> MATERIALS PROVIDED
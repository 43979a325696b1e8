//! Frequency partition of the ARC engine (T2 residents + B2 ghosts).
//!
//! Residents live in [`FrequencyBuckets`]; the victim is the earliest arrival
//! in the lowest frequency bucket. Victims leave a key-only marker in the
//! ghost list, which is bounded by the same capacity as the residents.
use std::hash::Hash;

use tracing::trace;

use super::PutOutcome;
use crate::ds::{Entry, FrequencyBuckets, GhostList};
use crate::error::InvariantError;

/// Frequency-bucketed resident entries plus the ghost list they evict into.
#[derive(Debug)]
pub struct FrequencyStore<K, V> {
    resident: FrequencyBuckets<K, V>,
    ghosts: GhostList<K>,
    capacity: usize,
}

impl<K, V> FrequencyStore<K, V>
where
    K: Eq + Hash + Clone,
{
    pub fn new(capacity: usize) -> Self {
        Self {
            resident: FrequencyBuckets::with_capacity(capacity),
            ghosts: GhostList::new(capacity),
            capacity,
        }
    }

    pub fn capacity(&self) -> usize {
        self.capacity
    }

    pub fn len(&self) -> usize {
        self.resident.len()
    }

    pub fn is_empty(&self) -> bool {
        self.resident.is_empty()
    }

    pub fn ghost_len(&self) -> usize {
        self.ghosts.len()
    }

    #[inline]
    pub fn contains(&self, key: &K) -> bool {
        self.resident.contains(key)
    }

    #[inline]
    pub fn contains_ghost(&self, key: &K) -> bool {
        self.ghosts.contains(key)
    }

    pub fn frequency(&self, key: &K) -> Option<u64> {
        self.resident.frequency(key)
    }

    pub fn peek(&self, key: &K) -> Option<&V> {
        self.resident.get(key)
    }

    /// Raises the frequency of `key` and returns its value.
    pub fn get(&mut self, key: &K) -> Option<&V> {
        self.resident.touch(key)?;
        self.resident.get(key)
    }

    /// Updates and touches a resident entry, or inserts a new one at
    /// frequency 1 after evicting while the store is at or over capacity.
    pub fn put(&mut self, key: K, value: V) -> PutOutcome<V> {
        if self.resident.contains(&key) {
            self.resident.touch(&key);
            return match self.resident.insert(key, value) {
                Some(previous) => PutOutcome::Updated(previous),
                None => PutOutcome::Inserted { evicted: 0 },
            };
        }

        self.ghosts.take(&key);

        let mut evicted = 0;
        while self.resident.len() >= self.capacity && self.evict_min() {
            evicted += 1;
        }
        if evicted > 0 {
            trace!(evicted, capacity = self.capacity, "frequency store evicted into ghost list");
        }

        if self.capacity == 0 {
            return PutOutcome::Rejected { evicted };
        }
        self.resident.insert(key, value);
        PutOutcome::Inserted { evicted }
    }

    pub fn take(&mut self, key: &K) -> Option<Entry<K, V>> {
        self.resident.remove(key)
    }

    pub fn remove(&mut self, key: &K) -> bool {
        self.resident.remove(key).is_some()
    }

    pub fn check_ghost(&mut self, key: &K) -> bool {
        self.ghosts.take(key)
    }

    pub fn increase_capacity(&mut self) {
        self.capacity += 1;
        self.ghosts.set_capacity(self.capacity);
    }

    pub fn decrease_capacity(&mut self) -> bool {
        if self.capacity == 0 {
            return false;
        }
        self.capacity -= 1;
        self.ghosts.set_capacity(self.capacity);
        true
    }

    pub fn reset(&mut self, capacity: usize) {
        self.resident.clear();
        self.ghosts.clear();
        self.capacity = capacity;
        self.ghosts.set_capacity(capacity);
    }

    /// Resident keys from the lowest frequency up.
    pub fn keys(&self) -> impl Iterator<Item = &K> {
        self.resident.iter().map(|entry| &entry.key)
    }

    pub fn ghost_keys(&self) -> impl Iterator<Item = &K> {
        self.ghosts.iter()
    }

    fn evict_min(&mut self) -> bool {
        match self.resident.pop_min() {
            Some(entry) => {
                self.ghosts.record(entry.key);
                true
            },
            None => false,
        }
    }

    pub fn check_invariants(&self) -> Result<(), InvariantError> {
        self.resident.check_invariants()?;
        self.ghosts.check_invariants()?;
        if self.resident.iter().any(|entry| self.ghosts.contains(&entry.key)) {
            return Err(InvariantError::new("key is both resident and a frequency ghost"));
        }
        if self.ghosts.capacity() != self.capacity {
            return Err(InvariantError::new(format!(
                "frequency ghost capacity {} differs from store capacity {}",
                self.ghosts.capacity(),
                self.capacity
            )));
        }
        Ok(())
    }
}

> EXERCISE AIM
All of the material above needs to be output exactly, with no line left out.

> YOUR RESPONSE
repository 43979a325696b1e8
//! Frequency partition of the ARC engine (T2 residents + B2 ghosts).
//!
//! Residents live in [`FrequencyBuckets`]; the victim is the earliest arrival
//! in the lowest frequency bucket. Victims leave a key-only marker in the
//! ghost list, which is bounded by the same capacity as the residents.
use std::hash::Hash;

use tracing::trace;

use super::PutOutcome;
use crate::ds::{Entry, FrequencyBuckets, GhostList};
use crate::error::InvariantError;

/// Frequency-bucketed resident entries plus the ghost list they evict into.
#[derive(Debug)]
pub struct FrequencyStore<K, V> {
    resident: FrequencyBuckets<K, V>,
    ghosts: GhostList<K>,
    capacity: usize,
}

impl<K, V> FrequencyStore<K, V>
where
    K: Eq + Hash + Clone,
{
    pub fn new(capacity: usize) -> Self {
        Self {
            resident: FrequencyBuckets::with_capacity(capacity),
            ghosts: GhostList::new(capacity),
            capacity,
        }
    }

    pub fn capacity(&self) -> usize {
        self.capacity
    }

    pub fn len(&self) -> usize {
        self.resident.len()
    }

    pub fn is_empty(&self) -> bool {
        self.resident.is_empty()
    }

    pub fn ghost_len(&self) -> usize {
        self.ghosts.len()
    }

    #[inline]
    pub fn contains(&self, key: &K) -> bool {
        self.resident.contains(key)
    }

    #[inline]
    pub fn contains_ghost(&self, key: &K) -> bool {
        self.ghosts.contains(key)
    }

    pub fn frequency(&self, key: &K) -> Option<u64> {
        self.resident.frequency(key)
    }

    pub fn peek(&self, key: &K) -> Option<&V> {
        self.resident.get(key)
    }

    /// Raises the frequency of `key` and returns its value.
    pub fn get(&mut self, key: &K) -> Option<&V> {
        self.resident.touch(key)?;
        self.resident.get(key)
    }

    /// Updates and touches a resident entry, or inserts a new one at
    /// frequency 1 after evicting while the store is at or over capacity.
    pub fn put(&mut self, key: K, value: V) -> PutOutcome<V> {
        if self.resident.contains(&key) {
            self.resident.touch(&key);
            return match self.resident.insert(key, value) {
                Some(previous) => PutOutcome::Updated(previous),
                None => PutOutcome::Inserted { evicted: 0 },
            };
        }

        self.ghosts.take(&key);

        let mut evicted = 0;
        while self.resident.len() >= self.capacity && self.evict_min() {
            evicted += 1;
        }
        if evicted > 0 {
            trace!(evicted, capacity = self.capacity, "frequency store evicted into ghost list");
        }

        if self.capacity == 0 {
            return PutOutcome::Rejected { evicted };
        }
        self.resident.insert(key, value);
        PutOutcome::Inserted { evicted }
    }

    pub fn take(&mut self, key: &K) -> Option<Entry<K, V>> {
        self.resident.remove(key)
    }

    pub fn remove(&mut self, key: &K) -> bool {
        self.resident.remove(key).is_some()
    }

    pub fn check_ghost(&mut self, key: &K) -> bool {
        self.ghosts.take(key)
    }

    pub fn increase_capacity(&mut self) {
        self.capacity += 1;
        self.ghosts.set_capacity(self.capacity);
    }

    pub fn decrease_capacity(&mut self) -> bool {
        if self.capacity == 0 {
            return false;
        }
        self.capacity -= 1;
        self.ghosts.set_capacity(self.capacity);
        true
    }

    pub fn reset(&mut self, capacity: usize) {
        self.resident.clear();
        self.ghosts.clear();
        self.capacity = capacity;
        self.ghosts.set_capacity(capacity);
    }

    /// Resident keys from the lowest frequency up.
    pub fn keys(&self) -> impl Iterator<Item = &K> {
        self.resident.iter().map(|entry| &entry.key)
    }

    pub fn ghost_keys(&self) -> impl Iterator<Item = &K> {
        self.ghosts.iter()
    }

    fn evict_min(&mut self) -> bool {
        match self.resident.pop_min() {
            Some(entry) => {
                self.ghosts.record(entry.key);
                true
            },
            None => false,
        }
    }

    pub fn check_invariants(&self) -> Result<(), InvariantError> {
        self.resident.check_invariants()?;
        self.ghosts.check_invariants()?;
        if self.resident.iter().any(|entry| self.ghosts.contains(&entry.key)) {
            return Err(InvariantError::new("key is both resident and a frequency ghost"));
        }
        if self.ghosts.capacity() != self.capacity {
            return Err(InvariantError::new(format!(
                "frequency ghost capacity {} differs from store capacity {}",
                self.ghosts.capacity(),
                self.capacity
            )));
        }
        Ok(())
    }
}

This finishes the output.